Did you know that as a real part of March Madness, the Findlay Prep Pilots basketball team just won the national high school basketball championships? What’s that you say, you didn’t even know that there was a national high school basketball championship? Well, to be fair to you, there wasn’t one until just this year. Now, courtesy of ESPN, Nike, Gatorade and the Paragon Marketing Group, we’re all hoping that this “exciting” event can become a regular part of the high school sports landscape.
This inaugural “national championships” was an invitational tournament only comprised of 8 teams. It is not sanctioned by the National Federation of State High School Associations because that organization has a built in constitutional provision preventing members from competing in national championships. I think this is based on some lame concern that by adding this extra, post season tournament, it would intrude on class time and academics and not reflect their educational mission.
Thank God that Findlay Prep and the other competing “schools” don’t buy into this archaic philosophy that education is important and should come first! So what if there’s the minor glitch that Findlay Prep isn’t actually a real high school. Who cares if the 8 players on the team all live together in an expensive and well equipped suburban Las Vegas home, travel to tournaments all over the country and regularly eat at Las Vegas strip restaurants. The important thing for us all to keep in mind is that they occasionally take a few classes at The Henderson International School, a nearby private academic institution. How this qualifies Findlay as a real high school is beyond me and not important. What is important about high school is fielding a really talented ball team.
Findlay Prep is the brain child of one Cliff Findlay, an auto mogul and former forward for the UNLV Ruinnin’ Rebels. Cliff poneyed up a meager $425,000 to purchase the 5 bedroom house that is home to these 8 players, an assistant coach and his wife. He also pays for the team’s food and travel (chump change when you consider that the Pilots only log 30,000 air miles a year across eight states) not to mention the $16,000 per “student” for their tuition to Henderson International.
It is also quite interesting that a number of the players from Findlay end up signing with UNLV. Conflict of interest of a wealthy basketball alumna providing gifts, etc. to potential recruits? Hardly! The NCAA doesn’t “see” anything wrong with this arrangement and, according to Findlay, “we’ve coordinated everything that we’re doing with the NCAA and we’ve set this thing up exactly the way that they told us!”
Well, that’s certainly comforting for me to hear! This is too: Findlay Prep, because they are not bound by any regulations of the National Federation of State High School Association has no academic eligibility requirements! They also have no restrictions on travel, student transfers or practice time the way more conventional high school and colleges do. In short, Findlay Prep answer to no one! No wonder the NCAA couldn’t find anything wrong here.

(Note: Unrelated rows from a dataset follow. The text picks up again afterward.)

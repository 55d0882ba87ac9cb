//! Determinism testing utilities.
//!
//! Provides a harness for verifying that a session produces identical
//! results given identical inputs.
//!
//! # Testing Strategy
//!
//! A session is a pure function of its party, seed, variant and the
//! sequence of calls made on it. Sources of non-determinism include:
//!
//! - **Unseeded randomness**: every draw must come from the session's
//!   seeded generator, never from `thread_rng`.
//!
//! - **Draw order**: wave generation, damage rolls and drop rolls must
//!   consume the generator in a fixed order.
//!
//! - **Unstable sorting**: turn order relies on a stable sort so equal
//!   speeds always resolve the same way.

use std::collections::hash_map::DefaultHasher;
use std::hash::{Hash, Hasher};
use std::thread;

use wave_core::events::NullObserver;
use wave_core::session::Session;

/// Result of a determinism test.
#[derive(Debug, Clone, PartialEq, Eq)]
pub struct DeterminismResult {
    /// Whether all runs produced identical results.
    pub is_deterministic: bool,
    /// Hashes from each run.
    pub hashes: Vec<u64>,
    /// Number of steps taken per run.
    pub steps: u32,
}

impl DeterminismResult {
    /// Get all unique hashes (should be 1 for a deterministic run).
    #[must_use]
    pub fn unique_hashes(&self) -> Vec<u64> {
        let mut unique: Vec<u64> = self.hashes.clone();
        unique.sort_unstable();
        unique.dedup();
        unique
    }

    /// Assert that every run matched, with a detailed error message.
    ///
    /// # Panics
    ///
    /// Panics if the runs produced different hashes.
    pub fn assert_deterministic(&self) {
        if !self.is_deterministic {
            let unique = self.unique_hashes();
            panic!(
                "Session is non-deterministic!\n\
                 Runs: {}\n\
                 Steps: {}\n\
                 Unique hashes: {} (expected 1)\n\
                 All hashes: {:?}",
                self.hashes.len(),
                self.steps,
                unique.len(),
                self.hashes
            );
        }
    }
}

/// Run something multiple times and verify determinism.
///
/// # Arguments
///
/// * `runs` - Number of independent runs
/// * `steps` - Number of steps per run
/// * `setup` - Function to create the initial state
/// * `step` - Function to advance the state by one step
/// * `hash` - Function to compute the state hash
pub fn verify_determinism<S, Setup, Step, HashFn>(
    runs: usize,
    steps: u32,
    setup: Setup,
    step: Step,
    hash: HashFn,
) -> DeterminismResult
where
    Setup: Fn() -> S,
    Step: Fn(&mut S),
    HashFn: Fn(&S) -> u64,
{
    let mut hashes = Vec::with_capacity(runs);

    for _ in 0..runs {
        let mut state = setup();
        for _ in 0..steps {
            step(&mut state);
        }
        hashes.push(hash(&state));
    }

    let is_deterministic = hashes.windows(2).all(|w| w[0] == w[1]);

    DeterminismResult {
        is_deterministic,
        hashes,
        steps,
    }
}

/// Fight the next wave unless the session has ended.
///
/// Engine errors (round limit) end the run the same way a loss does.
pub fn advance(session: &mut Session) {
    if session.is_over() {
        return;
    }
    if let Err(err) = session.run_next_wave(&mut NullObserver) {
        tracing::debug!(%err, "Stopping run");
    }
}

/// Run a session twice and compare final hashes after `waves` waves.
pub fn verify_session_determinism<F>(setup_fn: F, waves: u32) -> bool
where
    F: Fn() -> Session,
{
    verify_determinism(2, waves, &setup_fn, advance, Session::state_hash).is_deterministic
}

/// Result of sessions run on separate threads.
#[derive(Debug, Clone)]
pub struct ParallelRunResult {
    /// Final state hash from each session.
    pub hashes: Vec<u64>,
    /// Waves each session was asked to fight.
    pub waves: u32,
}

impl ParallelRunResult {
    /// Check if all sessions produced identical results.
    #[must_use]
    pub fn is_deterministic(&self) -> bool {
        self.hashes.windows(2).all(|w| w[0] == w[1])
    }
}

/// Run `count` sessions on scoped threads and collect final hashes.
///
/// # Panics
///
/// Panics if a session thread panics.
pub fn run_parallel_sessions<F>(setup_fn: F, count: usize, waves: u32) -> ParallelRunResult
where
    F: Fn() -> Session + Sync,
{
    let hashes = thread::scope(|s| {
        let handles: Vec<_> = (0..count)
            .map(|_| {
                s.spawn(|| {
                    let mut session = setup_fn();
                    for _ in 0..waves {
                        advance(&mut session);
                    }
                    session.state_hash()
                })
            })
            .collect();

        handles
            .into_iter()
            .map(|h| h.join().expect("session thread panicked"))
            .collect()
    });

    ParallelRunResult { hashes, waves }
}

/// Compare two runs wave by wave, finding the first divergence.
///
/// # Returns
///
/// `None` if the runs match, `Some(wave)` for the first wave after which
/// the hashes differ (0 means the initial states already differ).
pub fn find_first_divergence<F>(setup_fn: F, waves: u32) -> Option<u32>
where
    F: Fn() -> Session,
{
    let mut a = setup_fn();
    let mut b = setup_fn();

    if a.state_hash() != b.state_hash() {
        return Some(0);
    }

    for wave in 1..=waves {
        advance(&mut a);
        advance(&mut b);
        if a.state_hash() != b.state_hash() {
            return Some(wave);
        }
    }

    None
}

/// Compute a simple hash for any hashable value.
pub fn compute_hash<T: Hash>(value: &T) -> u64 {
    let mut hasher = DefaultHasher::new();
    value.hash(&mut hasher);
    hasher.finish()
}

#[cfg(test)]
mod tests {
    use super::*;
    use crate::fixtures::{demo_party, session, tank_party};
    use crate::strategies::arb_party;
    use proptest::prelude::*;

    #[test]
    fn test_generic_harness_detects_divergence() {
        use std::cell::Cell;
        let counter = Cell::new(0u64);
        let result = verify_determinism(
            3,
            1,
            || {
                counter.set(counter.get() + 1);
                counter.get()
            },
            |_| {},
            |s| *s,
        );
        assert!(!result.is_deterministic);
        assert_eq!(result.unique_hashes().len(), 3);
    }

    #[test]
    fn test_demo_party_is_deterministic() {
        assert!(verify_session_determinism(|| session(demo_party(), 7), 6));
    }

    #[test]
    fn test_harness_reports_matching_hashes() {
        let result = verify_determinism(
            4,
            3,
            || session(tank_party(2), 99),
            advance,
            Session::state_hash,
        );
        result.assert_deterministic();
        assert_eq!(result.hashes.len(), 4);
    }

    #[test]
    fn test_threads_agree() {
        let result = run_parallel_sessions(|| session(tank_party(3), 2024), 4, 5);
        assert!(result.is_deterministic());
        assert_eq!(result.hashes.len(), 4);
    }

    #[test]
    fn test_no_divergence() {
        assert_eq!(find_first_divergence(|| session(demo_party(), 5), 5), None);
    }

    proptest! {
        #![proptest_config(ProptestConfig::with_cases(32))]

        #[test]
        fn prop_any_party_any_seed_is_deterministic(
            party in arb_party(4),
            seed in any::<u64>(),
        ) {
            let setup = || session(party.clone(), seed);
            prop_assert!(verify_session_determinism(setup, 4));
        }
    }
}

One player began the school year with one team, St. Benedict Prep in Newark, but after they lost to Oak Hill in the National semis, he decided to transfer. His decision might have also had something to do with him being dismissed from his former team by his coach after an argument with the man during a game in early February. Four days later, he was a member in good standing of the Findlay Prep team. What!? You have a problem with this?
The Findlay Prep website makes me want to play there. They tell prospective players that they will live in a “near million dollar home” with two big screen TVs, all new furniture, custom extra long beds, wireless internet, full cable TV and two refrigerators kept full.
If that doesn’t get you, then how about the free laptop for every player and the mounds of complementary gear from Nike. Sounds like the high school I went to way back when.
You know what I find really sad about this whole thing? These so-called “educators,” including the hypocritical NCAA, actually think that this is legitimate high school basketball and that we’re talking about student-athletes here. Do they think we’re all stupid or simply just blind as bats?
My feeling is that if looks like a duck, waddles like a duck, quacks like a duck and craps like a duck, it’s a duck. This is not high school sports. This is very high level, semi-professional basketball. This is a feeder system for the semi-pro stuff we see at some of these higher level D-1 basketball programs, which ultimately feed the NBA and pro ball leagues in Europe. Please don’t insult my intelligence by dressing this up as high school basketball.